WHAT YOU WILL DO: For this exercise, transcribe all of the entries exactly.
*** Opening of DATA FOR ANALYSIS ***
use anyhow::Result;
use sqlx::PgPool;
use tracing::info;
use uuid::Uuid;

use crate::findings::models::connection::Connection;
use crate::findings::models::finding::Finding;

#[derive(Debug, sqlx::FromRow)]
struct FindingRow {
    id: Uuid,
    status: String,
    validation_status: Option<String>,
}

/// Run lifecycle transitions for all findings.
/// Call this periodically (e.g., daily via Restate scheduled service).
pub async fn update_finding_lifecycles(pool: &PgPool) -> Result<()> {
    let findings = sqlx::query_as::<_, FindingRow>(
        "SELECT id, status, validation_status FROM findings WHERE status != 'resolved'",
    )
    .fetch_all(pool)
    .await?;

    for f in findings {
        let new_status = evaluate_transition(&f, pool).await?;
        if let Some(status) = new_status {
            Finding::update_status(f.id, &status, pool).await?;
            info!(finding_id = %f.id, from = %f.status, to = %status, "Finding status transition");
        }

        // Update signal velocity (rolling 7-day average)
        let recent_connections = Connection::count_recent("finding", f.id, 7, pool).await?;
        let velocity = recent_connections as f32 / 7.0;
        Finding::update_velocity(f.id, velocity, pool).await?;
    }

    Ok(())
}

async fn evaluate_transition(f: &FindingRow, pool: &PgPool) -> Result<Option<String>> {
    let connection_count = Finding::connection_count(f.id, pool).await?;
    let latest = Connection::latest_connection_at("finding", f.id, pool).await?;

    let days_since_last = latest
        .map(|t| (chrono::Utc::now() - t).num_days())
        .unwrap_or(999);

    match f.status.as_str() {
        "emerging" => {
            // emerging → active: validated AND 3+ connections
            if f.validation_status.as_deref() == Some("validated") && connection_count >= 3 {
                return Ok(Some("active".to_string()));
            }
        }
        "active" => {
            // active → declining: no new connections in 14+ days
            if days_since_last >= 14 {
                return Ok(Some("declining".to_string()));
            }
        }
        "declining" => {
            // declining → resolved: no new connections in 30+ days
            if days_since_last >= 30 {
                return Ok(Some("resolved".to_string()));
            }
            // declining → active: new connections appeared
            if days_since_last < 7 {
                return Ok(Some("active".to_string()));
            }
        }
        _ => {}
    }

    Ok(None)
}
*** Close of DATA FOR ANALYSIS ***
YOUR SOLUTION:
use anyhow::Result;
use sqlx::PgPool;
use tracing::info;
use uuid::Uuid;

use crate::findings::models::connection::Connection;
use crate::findings::models::finding::Finding;

#[derive(Debug, sqlx::FromRow)]
struct FindingRow {
    id: Uuid,
    status: String,
    validation_status: Option<String>,
}

/// Run lifecycle transitions for all findings.
/// Call this periodically (e.g., daily via Restate scheduled service).
pub async fn update_finding_lifecycles(pool: &PgPool) -> Result<()> {
    let findings = sqlx::query_as::<_, FindingRow>(
        "SELECT id, status, validation_status FROM findings WHERE status != 'resolved'",
    )
    .fetch_all(pool)
    .await?;

    for f in findings {
        let new_status = evaluate_transition(&f, pool).await?;
        if let Some(status) = new_status {
            Finding::update_status(f.id, &status, pool).await?;
            info!(finding_id = %f.id, from = %f.status, to = %status, "Finding status transition");
        }

        // Update signal velocity (rolling 7-day average)
        let recent_connections = Connection::count_recent("finding", f.id, 7, pool).await?;
        let velocity = recent_connections as f32 / 7.0;
        Finding::update_velocity(f.id, velocity, pool).await?;
    }

    Ok(())
}

async fn evaluate_transition(f: &FindingRow, pool: &PgPool) -> Result<Option<String>> {
    let connection_count = Finding::connection_count(f.id, pool).await?;
    let latest = Connection::latest_connection_at("finding", f.id, pool).await?;

    let days_since_last = latest
        .map(|t| (chrono::Utc::now() - t).num_days())
        .unwrap_or(999);

    match f.status.as_str() {
        "emerging" => {
            // emerging → active: validated AND 3+ connections
            if f.validation_status.as_deref() == Some("validated") && connection_count >= 3 {
                return Ok(Some("active".to_string()));
            }
        }
        "active" => {
            // active → declining: no new connections in 14+ days
            if days_since_last >= 14 {
                return Ok(Some("declining".to_string()));
            }
        }
        "declining" => {
            // declining → resolved: no new connections in 30+ days
            if days_since_last >= 30 {
                return Ok(Some("resolved".to_string()));
            }
            // declining → active: new connections appeared
            if days_since_last < 7 {
                return Ok(Some("active".to_string()));
            }
        }
        _ => {}
    }

    Ok(None)
}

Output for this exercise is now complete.